Using Pandas `unstack` to Organize Multi-Symbol History Data in QuantConnect

quantconnect | Published on: 2025/12/2
The following content is generated by EasyQuant .

Problem Description

When I get historical data for multiple symbols, how can I organize it into a DataFrame with symbols as columns?

Solution

To organize historical data for multiple symbols into a DataFrame where symbols are columns, you need to manipulate the MultiIndex DataFrame returned by the self.history() method.

By default, when you request history for a list of symbols, QuantConnect returns a DataFrame indexed by [symbol, time]. To rearrange this so that Time is the index and Symbols are the columns, you use the pandas .unstack(level=0) method.

Core Solution

Here is the specific pattern to fetch data and pivot it:

# 1. Get the MultiIndex DataFrame (Index: Symbol, Time)
history_df = self.history(self.my_symbols, 30, Resolution.DAILY)

# 2. Select the column you want (e.g., 'close') and unstack the 'symbol' index
# level=0 refers to the first index, which is the Symbol
close_prices = history_df['close'].unstack(level=0)

# Result: A DataFrame where Index = Time, Columns = Symbols

Full Algorithm Example

Below is a complete, runnable algorithm demonstrating how to initialize multiple symbols, fetch their history, and transform the data into a clean DataFrame with symbols as columns.

# region imports
from AlgorithmImports import *
# endregion

class HistoryDataFrameAlgorithm(QCAlgorithm):

    def initialize(self):
        self.set_start_date(2023, 1, 1)
        self.set_end_date(2023, 6, 1)
        self.set_cash(100000)
        
        # 1. Define a list of tickers
        tickers = ["SPY", "AAPL", "MSFT", "GOOG"]
        
        # 2. Add equities and save their Symbol objects to a list
        self.symbols = [self.add_equity(ticker, Resolution.DAILY).symbol for ticker in tickers]

    def on_end_of_algorithm(self):
        # 3. Fetch history for all symbols at once
        # Returns a MultiIndex DataFrame: (symbol, time)
        history = self.history(self.symbols, 10, Resolution.DAILY)
        
        if history.empty:
            self.log("No history found.")
            return

        # 4. Transform: Select 'close' column and unstack the symbol index (level 0)
        # This pivots the table so Symbols become columns
        close_price_df = history['close'].unstack(level=0)
        
        # Logging to demonstrate the structure
        self.log(f"\nTransformed DataFrame Head:\n{close_price_df.head()}")
        
        # Example: Calculate returns using the new DataFrame structure
        daily_returns = close_price_df.pct_change().dropna()
        self.log(f"\nDaily Returns Head:\n{daily_returns.head()}")

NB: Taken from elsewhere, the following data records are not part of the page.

//! JSON reports and the terminal summary

use std::fmt::Write;
use std::path::Path;

use anes::{Attribute, Color, ResetAttributes, SetAttribute, SetForegroundColor};

use crate::analysis::Analysis;
use crate::bootstrap::SamplingDistribution;
use crate::config::Config;
use crate::error::Result;
use crate::estimate::ConfidenceInterval;
use crate::format;
use crate::fs;
use crate::observation::Observation;

/// Files written by [`save`], in writing order
pub const FILES: [&str; 6] = [
    "theoretical_sample.json",
    "theoretical_population.json",
    "sampling_distribution.json",
    "bootstrap_normal.json",
    "bootstrap_percentile.json",
    "analysis.json",
];

#[derive(Debug, Serialize)]
struct GroupMeans<'a> {
    group: &'a str,
    min: f64,
    max: f64,
    quartiles: (f64, f64, f64),
    means: &'a [f64],
}

#[derive(Debug, Serialize)]
struct SamplingDistributionRecord<'a> {
    sample_size: usize,
    nresamples: usize,
    groups: Vec<GroupMeans<'a>>,
}

impl<'a> SamplingDistributionRecord<'a> {
    fn new(distribution: &'a SamplingDistribution) -> SamplingDistributionRecord<'a> {
        SamplingDistributionRecord {
            sample_size: distribution.sample_size(),
            nresamples: distribution.nresamples(),
            groups: distribution
                .iter()
                .map(|(group, means)| GroupMeans {
                    group,
                    min: means.min(),
                    max: means.max(),
                    quartiles: means.percentiles().quartiles(),
                    means,
                })
                .collect(),
        }
    }
}

#[derive(Debug, Serialize)]
struct AnalysisRecord<'a> {
    config: &'a Config,
    seed: u64,
    population_size: usize,
    groups: &'a [String],
    sample: Vec<&'a Observation>,
}

/// Writes every part of `analysis` as pretty JSON under `dir`, creating it if needed
pub fn save(analysis: &Analysis, dir: &Path) -> Result<()> {
    fs::mkdirp(&dir)?;

    let [sample, population, distribution, normal, percentile, record] = FILES;
    fs::save(&analysis.theoretical_sample, &dir.join(sample))?;
    fs::save(&analysis.theoretical_population, &dir.join(population))?;
    fs::save(
        &SamplingDistributionRecord::new(&analysis.sampling_distribution),
        &dir.join(distribution),
    )?;
    fs::save(&analysis.bootstrap_normal, &dir.join(normal))?;
    fs::save(&analysis.bootstrap_percentile, &dir.join(percentile))?;
    fs::save(
        &AnalysisRecord {
            config: &analysis.config,
            seed: analysis.seed,
            population_size: analysis.population_size,
            groups: analysis.sample.groups(),
            sample: analysis.sample.iter().collect(),
        },
        &dir.join(record),
    )?;

    info!("Saved {} reports to {:?}", FILES.len(), dir);
    Ok(())
}

/// Prints the intervals of an analysis, one `[lower point upper]` line per group and method
pub struct CliReport {
    pub enable_text_coloring: bool,
}

impl CliReport {
    pub fn new(enable_text_coloring: bool) -> CliReport {
        CliReport {
            enable_text_coloring,
        }
    }

    /// Colors the output when stdout is a terminal
    pub fn for_stdout() -> CliReport {
        CliReport::new(atty::is(atty::Stream::Stdout))
    }

    fn green(&self, s: &str) -> String {
        if self.enable_text_coloring {
            format!("{}{}{}", SetForegroundColor(Color::DarkGreen), s, ResetAttributes)
        } else {
            String::from(s)
        }
    }

    fn bold(&self, s: String) -> String {
        if self.enable_text_coloring {
            format!("{}{}{}", SetAttribute(Attribute::Bold), s, ResetAttributes)
        } else {
            s
        }
    }

    fn faint(&self, s: String) -> String {
        if self.enable_text_coloring {
            format!("{}{}{}", SetAttribute(Attribute::Faint), s, ResetAttributes)
        } else {
            s
        }
    }

    fn interval(&self, label: &str, point: f64, ci: &ConfidenceInterval) -> String {
        format!(
            "{}{:<18}[{} {} {}]",
            " ".repeat(12),
            label,
            self.faint(format::value(ci.lower_bound)),
            self.bold(format::value(point)),
            self.faint(format::value(ci.upper_bound))
        )
    }

    /// The summary as printed by [`print`](CliReport::print)
    pub fn summary(&self, analysis: &Analysis) -> String {
        let config = &analysis.config;
        let mut out = String::new();

        // Writing into a `String` cannot fail
        let _ = writeln!(
            out,
            "Sample of {} out of {} observations, {} resamples, {} CI, seed {}",
            format::integer(analysis.sample.len()),
            format::integer(analysis.population_size),
            format::integer(analysis.sampling_distribution.nresamples()),
            format::level(config.confidence_level),
            analysis.seed
        );

        for (i, group) in analysis.sample.groups().iter().enumerate() {
            let t = &analysis.theoretical_sample[i];
            let z = &analysis.theoretical_population[i];
            let normal = &analysis.bootstrap_normal[i];
            let percentile = &analysis.bootstrap_percentile[i];

            let _ = writeln!(out, "{} (n = {})", self.green(group), t.n);
            let lines = [
                self.interval("t, sample:", t.mean, &t.confidence_interval),
                self.interval("z, population:", z.mean, &z.confidence_interval),
                self.interval(
                    "bootstrap normal:",
                    normal.point_estimate,
                    &normal.confidence_interval,
                ),
                self.interval(
                    "bootstrap pctl:",
                    percentile.point_estimate,
                    &percentile.confidence_interval,
                ),
            ];
            for line in &lines {
                let _ = writeln!(out, "{}", line);
            }
        }

        out
    }

    pub fn print(&self, analysis: &Analysis) {
        print!("{}", self.summary(analysis));
    }
}
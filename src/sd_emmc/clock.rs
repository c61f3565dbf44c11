//! Controller bring-up and bus setup: clock divider, bus width, timing mode
//! and power.

use log::{debug, error, info};

use super::constant::*;
use super::dma::DmaOps;
use super::regs::{AdjustReg, ClockReg, ConfigReg, RegisterIo};
use super::tuning::TuningMode;
use super::SdEmmcHost;
use crate::constant::*;
use crate::err::SdError;

fn source_rate(src: u32) -> u32 {
    match src {
        CLK_SRC_XTAL => CLK_SRC_XTAL_RATE,
        _ => CLK_SRC_PLL_RATE,
    }
}

impl<R: RegisterIo, D: DmaOps> SdEmmcHost<R, D> {
    /// Put the controller in identification mode: 400KHz from the crystal,
    /// 1-bit bus, 512 byte blocks, all interrupts enabled.
    pub fn init(&self) {
        let mut clk = ClockReg(0);
        clk.set_div(CLK_DIV_INIT)
            .set_src(CLK_SRC_XTAL)
            .set_core_phase(CLK_CORE_PHASE_180)
            .set_always_on(1);
        self.write_reg(SD_EMMC_CLOCK, clk.0);

        let mut cfg = ConfigReg(0);
        cfg.set_bus_width(0)
            .set_bl_len(CFG_BL_LEN_512)
            .set_resp_timeout(CFG_RESP_TIMEOUT_256)
            .set_rc_cc(CFG_RC_CC_1024)
            .set_auto_clk(1);
        self.write_reg(SD_EMMC_CFG, cfg.0);

        self.write_reg(SD_EMMC_STATUS, 0xffff);
        self.write_reg(SD_EMMC_IRQ_EN, SD_EMMC_IRQ_ALL);

        let mut t = self.timing.lock();
        t.bus_width = MMC_BUS_WIDTH_1;
        t.timing = MMC_TIMING_LEGACY;
        t.ddr = false;
        t.actual_clock = CLK_SRC_XTAL_RATE / CLK_DIV_INIT;
        info!("SD_EMMC init, clock {:#010x} cfg {:#010x}", clk.0, cfg.0);
    }

    /// Program divider and source with the card clock gated around the
    /// change.
    pub fn set_clock(&self, div: u32, src: u32) -> Result<(), SdError> {
        if div == 0 || div > 0x3f || src > CLK_SRC_PLL {
            error!("bad clock setting div {} src {}", div, src);
            return Err(SdError::InvalidArgument);
        }

        let mut clk = ClockReg(self.read_reg(SD_EMMC_CLOCK));
        if clk.div() == div && clk.src() == src {
            return Ok(());
        }

        let mut cfg = ConfigReg(self.read_reg(SD_EMMC_CFG));
        cfg.set_stop_clk(1);
        self.write_reg(SD_EMMC_CFG, cfg.0);

        clk.set_div(div).set_src(src);
        self.write_reg(SD_EMMC_CLOCK, clk.0);

        cfg.set_stop_clk(0);
        self.write_reg(SD_EMMC_CFG, cfg.0);

        let rate = source_rate(src) / div;
        self.timing.lock().actual_clock = rate;
        debug!("clock div {} src {}, {} Hz", div, src, rate);
        Ok(())
    }

    /// Divider change used while tuning, source unchanged.
    pub(crate) fn set_clock_div(&self, div: u32) {
        let mut clk = ClockReg(self.read_reg(SD_EMMC_CLOCK));
        clk.set_div(div);
        self.write_reg(SD_EMMC_CLOCK, clk.0);
        self.timing.lock().actual_clock = source_rate(clk.src()) / div.max(1);
    }

    pub fn set_bus_width(&self, width: u8) -> Result<(), SdError> {
        let encoded = match width {
            MMC_BUS_WIDTH_1 => 0,
            MMC_BUS_WIDTH_4 => 1,
            MMC_BUS_WIDTH_8 => 2,
            _ => {
                error!("unsupported bus width {}", width);
                return Err(SdError::InvalidArgument);
            }
        };

        let mut t = self.timing.lock();
        if t.bus_width != width {
            let mut cfg = ConfigReg(self.read_reg(SD_EMMC_CFG));
            cfg.set_bus_width(encoded);
            self.write_reg(SD_EMMC_CFG, cfg.0);
            t.bus_width = width;
            debug!("bus width {}", width);
        }
        Ok(())
    }

    /// Select SDR or DDR sampling for `timing`. DDR modes halve the divider.
    pub fn set_timing_mode(&self, timing: u32) {
        let mut cfg = ConfigReg(self.read_reg(SD_EMMC_CFG));
        let ddr = matches!(
            timing,
            MMC_TIMING_MMC_HS400 | MMC_TIMING_MMC_DDR52 | MMC_TIMING_UHS_DDR50
        );
        let mut t = self.timing.lock();

        if ddr {
            if timing == MMC_TIMING_MMC_HS400 {
                cfg.set_chk_ds(1);
                if self.config.chip.has_auto_calibration() {
                    let mut adj = AdjustReg(self.read_reg(SD_EMMC_ADJUST));
                    adj.set_ds_enable(1);
                    self.write_reg(SD_EMMC_ADJUST, adj.0);
                    t.tuning_mode = TuningMode::Auto;
                }
            }
            let mut clk = ClockReg(self.read_reg(SD_EMMC_CLOCK));
            let mut div = clk.div();
            if div & 1 == 1 {
                div += 1;
            }
            clk.set_div(div / 2);
            self.write_reg(SD_EMMC_CLOCK, clk.0);
            t.actual_clock = source_rate(clk.src()) / div.max(1);
            info!("DDR mode, clock div {}", div / 2);
        }

        cfg.set_ddr(ddr as u32);
        self.write_reg(SD_EMMC_CFG, cfg.0);
        t.timing = timing;
        t.ddr = ddr;
        debug!("timing {} is {}", timing, if ddr { "DDR" } else { "SDR" });
    }

    /// Drop line delays and sampling adjustment.
    pub fn power_off(&self) {
        self.write_reg(SD_EMMC_DELAY, 0);
        self.write_reg(SD_EMMC_ADJUST, 0);
    }
}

        # Note: If you want ALL data (Open, High, Low, Close) with symbols as columns,
        # you can unstack the whole dataframe. This creates a MultiIndex Column.
        full_unstacked = history.unstack(level=0)
        # Accessing specific data: full_unstacked['open']['SPY']

Key Explanations

  1. self.history(self.symbols, ...): When passing a list of Symbol objects, QuantConnect returns a pandas DataFrame with a MultiIndex.
    • Level 0: Symbol
    • Level 1: Time
  2. ['close']: You usually want to isolate a specific data point (Close, Open, High, Low, or Volume) before pivoting.
  3. .unstack(level=0): This pandas command takes the index at level 0 (the Symbol) and moves it to the columns. The remaining index (Time) stays as the row index.

Handling Missing Data

If one symbol has less data than another (e.g., a recently IPO'd stock vs. SPY), unstack will automatically fill the missing periods with NaN. You may need to handle this using .dropna() or .fillna() depending on your strategy logic.


Q&A

Q: What happens if I don't select a specific column like 'close' before unstacking?
A: If you run history.unstack(level=0) on the entire DataFrame, you will get a DataFrame with MultiIndex Columns. The top level of columns will be the data type (open, high, low, close, volume), and the second level will be the symbols. You would access data like df['close']['AAPL'].

Q: Can I use this method for Minute resolution data?
A: Yes. The logic is identical regardless of resolution (Resolution.MINUTE, Resolution.HOUR, etc.). However, be careful with the amount of data you request; requesting years of minute data for multiple symbols can be memory-intensive.

Q: Why do I get an error saying "Index contains duplicate entries"?
A: This usually happens if you have subscribed to the same symbol multiple times or if the history request covers a period where data might overlap in a strange way (rare in standard equity data). Ensure your self.symbols list contains unique Symbol objects.

Q: How do I get the symbol string instead of the Symbol object as the column header?
A: The unstack method uses the index values. In QuantConnect, the index is the Symbol object (which contains ID, ticker, market, etc.). If you strictly want the string ticker (e.g., "AAPL") as the column name, you can map the columns after unstacking:

df = history['close'].unstack(level=0)
# Convert Symbol objects to their string Ticker representation
df.columns = [symbol.value for symbol in df.columns]